What was it like working with Ronnie Atkins – first on his solo album Make It Count – and then in Avantasia. 
He joined Avantasia in 2013.  He’s a very cool guy.  I’m also a big fan of his work with Pretty Maids – I’ve been a fan of Pretty Maids since 14 ½.  I still have that first cassette tape here with the first two albums.  I really felt honored to be part of his solo album because, of course we’re friends and I knew about his health situation – and at the moment everything is fine and he’s over it hopefully.  From the first time we talked about that he was thinking about making a solo album, I said, “If you want me to be part of it with just some choirs or solos or whatever – not talking about money and no business things – I’m in!”  He likes my playing – I like his songwriting and his singing – so I really felt honored to be a part of these two albums.

And then how did you become involved with Avantasia and meet Tobias Sammet?
Well, that was quite a long time ago.  I think we just finished the first album with At Vance in ’99 – and I think a few months later he called me, and he said he listened to that album, and he liked my way of singing and my voice.  And he asked me if I wanted to be part of a new project that he was working on.  I knew him as the singer of Edguy, but we never talked before.  Maybe on a festival we met, but we really never had a chance to talk – and I said “Yeah, I’d be in!”  And he told me that he was asking a few singers – also Ronnie James Dio – and he denied to sing on these songs that he was asking for. He was looking for a Dio-ish voice in a certain register – so he asked me if I would like to join and sing in some choirs – also sing in parts of the songs Sign Of The Cross and Glory Of Rome.  I did that and we got along fine the first moment, because he’s a very funny guy and he’s a very talented musician.  So yeah, we did that – and nobody really believed how big and how successful Avantasia would become.  And nobody really thought that this would be something that we could put onstage together with all these singers.  And in 2008, he decided to bring it onstage with some different singers here and there – with a different lineup of musician.  And since then, I’m a fixed member of that live lineup.

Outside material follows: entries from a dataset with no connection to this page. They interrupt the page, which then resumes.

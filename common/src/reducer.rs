use serde::{ser::SerializeMap, Deserialize, Serialize, Serializer};
use serde_json::Value;
use thiserror::Error;

use crate::{
    config::{
        encoder_setting, inversion_setting, BooleanSetting, CompatibilityConfig, PreferenceStore,
        RuntimeConfig,
    },
    diagnostics::CompatibilityReport,
    types::{
        AxisInversion, ControlPanelOption, ControlPanelState, EncoderDisplay, EncoderVisibility,
        HardwareState, SyncStatus, Xyz,
    },
};

#[derive(Debug, Error)]
pub enum ActionError {
    #[error("malformed action: {0}")]
    Decode(#[from] serde_json::Error),
}

/// Requested state transitions. On the wire each action is `{"type": .., "payload": ..}`.
#[derive(Debug, Clone, PartialEq)]
pub enum Action {
    SettingUpdateStart,
    SettingUpdateEnd,
    ChangeStepSize(f64),
    ToggleControlPanelOption(ControlPanelOption),
    FetchOsUpdateInfoOk(String),
    BotChange(HardwareState),
    FetchFwUpdateInfoOk(String),
    SetSyncStatus(SyncStatus),
    InvertJogButton(Xyz),
    DisplayEncoderData(EncoderDisplay),
    SetMqttStatus(bool),
    /// Any `type` this reducer has no case for.
    Unknown(String),
}

#[derive(Debug, Deserialize)]
struct RawAction {
    #[serde(rename = "type")]
    kind: String,
    #[serde(default)]
    payload: Value,
}

impl Action {
    pub fn from_json(raw: &str) -> Result<Self, ActionError> {
        let raw: RawAction = serde_json::from_str(raw)?;
        Self::from_raw(raw)
    }

    pub fn from_value(value: Value) -> Result<Self, ActionError> {
        let raw: RawAction = serde_json::from_value(value)?;
        Self::from_raw(raw)
    }

    fn from_raw(RawAction { kind, payload }: RawAction) -> Result<Self, ActionError> {
        let action = match kind.as_str() {
            "SETTING_UPDATE_START" => Self::SettingUpdateStart,
            "SETTING_UPDATE_END" => Self::SettingUpdateEnd,
            "CHANGE_STEP_SIZE" => Self::ChangeStepSize(serde_json::from_value(payload)?),
            "TOGGLE_CONTROL_PANEL_OPTION" => {
                Self::ToggleControlPanelOption(serde_json::from_value(payload)?)
            }
            "FETCH_OS_UPDATE_INFO_OK" => {
                Self::FetchOsUpdateInfoOk(serde_json::from_value(payload)?)
            }
            "BOT_CHANGE" => Self::BotChange(serde_json::from_value(payload)?),
            "FETCH_FW_UPDATE_INFO_OK" => {
                Self::FetchFwUpdateInfoOk(serde_json::from_value(payload)?)
            }
            "SET_SYNC_STATUS" => Self::SetSyncStatus(serde_json::from_value(payload)?),
            "INVERT_JOG_BUTTON" => Self::InvertJogButton(serde_json::from_value(payload)?),
            "DISPLAY_ENCODER_DATA" => {
                Self::DisplayEncoderData(serde_json::from_value(payload)?)
            }
            "SET_MQTT_STATUS" => Self::SetMqttStatus(serde_json::from_value(payload)?),
            _ => Self::Unknown(kind),
        };
        Ok(action)
    }

    pub fn kind(&self) -> &str {
        match self {
            Self::SettingUpdateStart => "SETTING_UPDATE_START",
            Self::SettingUpdateEnd => "SETTING_UPDATE_END",
            Self::ChangeStepSize(_) => "CHANGE_STEP_SIZE",
            Self::ToggleControlPanelOption(_) => "TOGGLE_CONTROL_PANEL_OPTION",
            Self::FetchOsUpdateInfoOk(_) => "FETCH_OS_UPDATE_INFO_OK",
            Self::BotChange(_) => "BOT_CHANGE",
            Self::FetchFwUpdateInfoOk(_) => "FETCH_FW_UPDATE_INFO_OK",
            Self::SetSyncStatus(_) => "SET_SYNC_STATUS",
            Self::InvertJogButton(_) => "INVERT_JOG_BUTTON",
            Self::DisplayEncoderData(_) => "DISPLAY_ENCODER_DATA",
            Self::SetMqttStatus(_) => "SET_MQTT_STATUS",
            Self::Unknown(kind) => kind,
        }
    }
}

impl Serialize for Action {
    fn serialize<S: Serializer>(&self, serializer: S) -> Result<S::Ok, S::Error> {
        let mut map = serializer.serialize_map(None)?;
        map.serialize_entry("type", self.kind())?;
        match self {
            Self::SettingUpdateStart | Self::SettingUpdateEnd | Self::Unknown(_) => {}
            Self::ChangeStepSize(size) => map.serialize_entry("payload", size)?,
            Self::ToggleControlPanelOption(option) => map.serialize_entry("payload", option)?,
            Self::FetchOsUpdateInfoOk(version) | Self::FetchFwUpdateInfoOk(version) => {
                map.serialize_entry("payload", version)?
            }
            Self::BotChange(hardware) => map.serialize_entry("payload", hardware)?,
            Self::SetSyncStatus(status) => map.serialize_entry("payload", status)?,
            Self::InvertJogButton(axis) => map.serialize_entry("payload", axis)?,
            Self::DisplayEncoderData(display) => map.serialize_entry("payload", display)?,
            Self::SetMqttStatus(connected) => map.serialize_entry("payload", connected)?,
        }
        map.end()
    }
}

/// Work the host performs after a reduction. The reducer itself never touches the
/// preference store or reports anything.
#[derive(Debug, Clone, PartialEq, Serialize)]
pub enum Effect {
    PersistPreference {
        setting: BooleanSetting,
        value: bool,
    },
    CompatibilityChecked(CompatibilityReport),
}

#[derive(Debug, Clone, PartialEq, Serialize)]
pub struct BotState {
    #[serde(rename = "connectedToMQTT")]
    pub connected_to_mqtt: bool,
    #[serde(rename = "stepSize")]
    pub step_size: f64,
    #[serde(rename = "controlPanelState")]
    pub control_panel_state: ControlPanelState,
    pub hardware: HardwareState,
    pub dirty: bool,
    #[serde(rename = "isUpdating")]
    pub is_updating: bool,
    #[serde(rename = "currentOSVersion")]
    pub current_os_version: Option<String>,
    #[serde(rename = "currentFWVersion")]
    pub current_fw_version: Option<String>,
    pub axis_inversion: AxisInversion,
    pub encoder_visibility: EncoderVisibility,
}

impl BotState {
    /// Boot state. Inversion and encoder flags come from the preference store;
    /// it is not read again afterwards.
    pub fn initial(prefs: &dyn PreferenceStore, runtime: &RuntimeConfig) -> Self {
        Self {
            connected_to_mqtt: false,
            step_size: runtime.step_size,
            control_panel_state: ControlPanelState::default(),
            hardware: HardwareState::default(),
            dirty: false,
            is_updating: false,
            current_os_version: None,
            current_fw_version: None,
            axis_inversion: AxisInversion {
                x: prefs.setting(inversion_setting(Xyz::X)),
                y: prefs.setting(inversion_setting(Xyz::Y)),
                z: prefs.setting(inversion_setting(Xyz::Z)),
            },
            encoder_visibility: EncoderVisibility {
                raw_encoders: prefs.setting(encoder_setting(EncoderDisplay::RawEncoders)),
                scaled_encoders: prefs.setting(encoder_setting(EncoderDisplay::ScaledEncoders)),
            },
        }
    }
}

pub fn bot_reducer(
    state: &BotState,
    action: &Action,
    compatibility: &CompatibilityConfig,
) -> (BotState, Vec<Effect>) {
    let mut next = state.clone();
    let mut effects = Vec::new();

    match action {
        Action::SettingUpdateStart => next.is_updating = true,
        Action::SettingUpdateEnd => next.is_updating = false,
        Action::ChangeStepSize(size) => next.step_size = *size,
        Action::ToggleControlPanelOption(option) => {
            next.control_panel_state = state.control_panel_state.toggled(*option);
        }
        Action::FetchOsUpdateInfoOk(version) => next.current_os_version = Some(version.clone()),
        Action::BotChange(hardware) => {
            next.hardware = hardware.clone();
            effects.push(Effect::CompatibilityChecked(CompatibilityReport::check(
                hardware.informational_settings.controller_version.as_deref(),
                compatibility.expected_major,
                compatibility.expected_minor,
            )));
        }
        Action::FetchFwUpdateInfoOk(version) => next.current_fw_version = Some(version.clone()),
        Action::SetSyncStatus(status) => {
            next.hardware.informational_settings.sync_status = Some(*status);
        }
        Action::InvertJogButton(axis) => {
            next.axis_inversion = state.axis_inversion.toggled(*axis);
            effects.push(Effect::PersistPreference {
                setting: inversion_setting(*axis),
                value: next.axis_inversion.get(*axis),
            });
        }
        Action::DisplayEncoderData(display) => {
            next.encoder_visibility = state.encoder_visibility.toggled(*display);
            effects.push(Effect::PersistPreference {
                setting: encoder_setting(*display),
                value: next.encoder_visibility.get(*display),
            });
        }
        Action::SetMqttStatus(connected) => next.connected_to_mqtt = *connected,
        Action::Unknown(_) => {}
    }

    (next, effects)
}

/// Writes preference effects to the store; returns how many were written.
pub fn apply_effects(effects: &[Effect], prefs: &mut dyn PreferenceStore) -> usize {
    let mut written = 0;
    for effect in effects {
        if let Effect::PersistPreference { setting, value } = effect {
            prefs.set_bool(setting.as_str(), *value);
            written += 1;
        }
    }
    written
}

When you look back on your days in At Vance and those albums you did, what do you think of them now in retrospect?
I think we did some really cool albums.  I especially like that album Dragonchaser – I think there’s some really cool tunes on it.  Also, the album Only Human – the last one that I did in 2002.  For me, it was after playing in so many bands before and singing in professional bands and cover bands – I was already a professional musician since I was 20 years old.  This was really the first chance to go out to people with the music on an international platform.  Nowadays when I look back – I mean we had our personal problems – that’s why I left the band – it was a great experience to get into the whole professional music business.  In the end, this was also the first step that convinced me to work on my own material and to start doing solo albums – which I did with Hartmann.

Would you like to bring Hartmann over to the States for a few shows – and have you ever been here in the States with Hartmann?
Unfortunately, not.  We’d really love to tour more than just Germany and Europe.  Hopefully, there’s a chance maybe next year or the year after to tour a bit outside Europe – and of course it would be great to also play the US.  We’d love to.

And do you have any messages for Hartmann fans here in the States?
Of course.  I want to say hi to all readers of Highwire Daze and to all fans in the US – you may know me from the band Avantasia – we’ve been also touring in the US.  We all hope to be in the US someday with Hartmann.